Stored items
---+---

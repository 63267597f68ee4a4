//! Actions: the only way store state changes.

use vitrine_core::{
    Account, CollectionId, CollectionsTree, Drawer, NavigationCollection, Notification, Order,
};

/// Identifier tagging one asynchronous request and its response actions.
///
/// Ids are handed out in increasing order by
/// [`FluxContext::next_request_id`](super::FluxContext::next_request_id), so
/// a store can tell a stale response from the latest one.
#[derive(Debug, Clone, Copy, PartialEq, Eq, PartialOrd, Ord, Hash)]
pub struct RequestId(u64);

impl RequestId {
    /// Create a request id from its raw value.
    #[must_use]
    pub const fn new(id: u64) -> Self {
        Self(id)
    }

    /// Get the underlying value.
    #[must_use]
    pub const fn as_u64(self) -> u64 {
        self.0
    }
}

/// A named intent dispatched by view code or by asynchronous action helpers.
///
/// Each store decides for itself which actions it reacts to.
#[derive(Debug, Clone, PartialEq, Eq)]
pub enum Action {
    /// Open the given drawer, or close all drawers with `None`.
    TriggerDrawer(Option<Drawer>),
    /// Queue a notification for display.
    PushNotification(Notification),
    /// The displayed notification was dismissed.
    PopNotification,
    /// Set the global page loading flag.
    PageLoading(bool),
    /// A route change started. Shows the loader and closes any open drawer.
    Navigate { path: String },
    /// Collections data arrived from the catalog.
    ReceiveCollections {
        collections: Vec<NavigationCollection>,
        main_navigation: Vec<CollectionId>,
        tree: CollectionsTree,
    },
    /// An account details fetch was started.
    AccountDetailsRequested { request: RequestId },
    /// An account details fetch completed. `None` means anonymous.
    AccountDetailsReceived {
        request: RequestId,
        account: Option<Account>,
    },
    /// An account details fetch failed.
    AccountDetailsFailed { request: RequestId, reason: String },
    /// A fetch of the account's most recent order was started.
    LastOrderRequested { request: RequestId },
    /// The last order fetch completed. `None` means no order was placed yet.
    LastOrderReceived {
        request: RequestId,
        order: Option<Order>,
    },
    /// The last order fetch failed.
    LastOrderFailed { request: RequestId, reason: String },
}

impl Action {
    /// Stable action name used in logs and errors.
    #[must_use]
    pub const fn name(&self) -> &'static str {
        match self {
            Self::TriggerDrawer(_) => "TRIGGER_DRAWER",
            Self::PushNotification(_) => "PUSH_NOTIFICATION",
            Self::PopNotification => "POP_NOTIFICATION",
            Self::PageLoading(_) => "PAGE_LOADING",
            Self::Navigate { .. } => "NAVIGATE",
            Self::ReceiveCollections { .. } => "RECEIVE_COLLECTIONS",
            Self::AccountDetailsRequested { .. } => "ACCOUNT_DETAILS_REQUESTED",
            Self::AccountDetailsReceived { .. } => "ACCOUNT_DETAILS_RECEIVED",
            Self::AccountDetailsFailed { .. } => "ACCOUNT_DETAILS_FAILED",
            Self::LastOrderRequested { .. } => "LAST_ORDER_REQUESTED",
            Self::LastOrderReceived { .. } => "LAST_ORDER_RECEIVED",
            Self::LastOrderFailed { .. } => "LAST_ORDER_FAILED",
        }
    }
}
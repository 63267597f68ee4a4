//! Static presentation assets.
//!
//! Components ask for their companion stylesheet when they mount and resolve
//! the product placeholder image once. Neither affects any state used for
//! logic: a stylesheet request only records the asset so the page head can
//! link it.

use std::cell::RefCell;

/// URL prefix the static directory is served under.
pub const STATIC_PREFIX: &str = "/static";

/// Resolves and loads static assets on behalf of components.
pub trait AssetResolver {
    /// Public URL of a static asset path such as `images/logo.png`.
    fn resolve(&self, path: &str) -> String;

    /// Public URL of the image shown for products without images.
    fn placeholder_image(&self) -> String;

    /// Ask for a stylesheet to be loaded. Never blocks.
    fn request_stylesheet(&self, name: &str);
}

/// Assets served from the storefront's `/static` directory.
///
/// Collects stylesheet requests for one render pass in first-request order,
/// without duplicates.
#[derive(Debug)]
pub struct StaticAssets {
    prefix: String,
    placeholder: String,
    stylesheets: RefCell<Vec<String>>,
}

impl StaticAssets {
    /// Create a resolver for assets mounted at `prefix`.
    #[must_use]
    pub fn new(prefix: &str, placeholder: &str) -> Self {
        Self {
            prefix: prefix.trim_end_matches('/').to_string(),
            placeholder: placeholder.trim_start_matches('/').to_string(),
            stylesheets: RefCell::new(Vec::new()),
        }
    }

    /// URLs of every stylesheet requested so far.
    #[must_use]
    pub fn stylesheets(&self) -> Vec<String> {
        self.stylesheets
            .borrow()
            .iter()
            .map(|name| self.resolve(&format!("css/{name}")))
            .collect()
    }
}

impl AssetResolver for StaticAssets {
    fn resolve(&self, path: &str) -> String {
        format!("{}/{}", self.prefix, path.trim_start_matches('/'))
    }

    fn placeholder_image(&self) -> String {
        self.resolve(&self.placeholder)
    }

    fn request_stylesheet(&self, name: &str) {
        let mut stylesheets = self.stylesheets.borrow_mut();
        if !stylesheets.iter().any(|s| s == name) {
            tracing::trace!(stylesheet = name, "stylesheet requested");
            stylesheets.push(name.to_string());
        }
    }
}

#[cfg(test)]
mod tests {
    use super::*;

    #[test]
    fn test_resolve_joins_prefix() {
        let assets = StaticAssets::new("/static/", "images/image_placeholder.png");
        assert_eq!(assets.resolve("images/a.png"), "/static/images/a.png");
        assert_eq!(assets.resolve("/images/a.png"), "/static/images/a.png");
        assert_eq!(
            assets.placeholder_image(),
            "/static/images/image_placeholder.png"
        );
    }

    #[test]
    fn test_stylesheets_deduplicated_in_request_order() {
        let assets = StaticAssets::new("/static", "placeholder.png");
        assets.request_stylesheet("application.css");
        assets.request_stylesheet("product_list_item.css");
        assets.request_stylesheet("application.css");

        assert_eq!(
            assets.stylesheets(),
            vec![
                "/static/css/application.css".to_string(),
                "/static/css/product_list_item.css".to_string(),
            ]
        );
    }
}
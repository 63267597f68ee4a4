//! Side drawers of the application shell.

use core::fmt;

use serde::{Deserialize, Serialize};

/// Errors that can occur when parsing a [`Drawer`].
#[derive(thiserror::Error, Debug, Clone, PartialEq, Eq)]
pub enum DrawerError {
    /// The identifier is not a known drawer.
    #[error("unknown drawer: {0}")]
    Unknown(String),
}

/// A slide-in panel. At most one drawer is open across the whole shell,
/// so the opened drawer is always modelled as `Option<Drawer>`.
#[derive(Debug, Clone, Copy, PartialEq, Eq, Hash, Serialize, Deserialize)]
#[serde(rename_all = "snake_case")]
pub enum Drawer {
    /// Left drawer holding the navigation menu.
    Menu,
    /// Right drawer holding the side cart.
    Cart,
}

impl Drawer {
    /// Identifier used in URLs and actions.
    #[must_use]
    pub const fn as_str(self) -> &'static str {
        match self {
            Self::Menu => "menu",
            Self::Cart => "cart",
        }
    }
}

impl fmt::Display for Drawer {
    fn fmt(&self, f: &mut fmt::Formatter<'_>) -> fmt::Result {
        f.write_str(self.as_str())
    }
}

impl core::str::FromStr for Drawer {
    type Err = DrawerError;

    fn from_str(s: &str) -> Result<Self, Self::Err> {
        match s {
            "menu" => Ok(Self::Menu),
            "cart" => Ok(Self::Cart),
            other => Err(DrawerError::Unknown(other.to_string())),
        }
    }
}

---+---

Repeat the data word for word, starting at its first line and stopping after the line that contains "pub const fn as_u64(self)".

**SOLUTION TO THIS PROBLEM**
repository 63267597f68ee4a4
//! Actions: the only way store state changes.

use vitrine_core::{
    Account, CollectionId, CollectionsTree, Drawer, NavigationCollection, Notification, Order,
};

/// Identifier tagging one asynchronous request and its response actions.
///
/// Ids are handed out in increasing order by
/// [`FluxContext::next_request_id`](super::FluxContext::next_request_id), so
/// a store can tell a stale response from the latest one.
#[derive(Debug, Clone, Copy, PartialEq, Eq, PartialOrd, Ord, Hash)]
pub struct RequestId(u64);

impl RequestId {
    /// Create a request id from its raw value.
    #[must_use]
    pub const fn new(id: u64) -> Self {
        Self(id)
    }

    /// Get the underlying value.
    #[must_use]
    pub const fn as_u64(self) -> u64 {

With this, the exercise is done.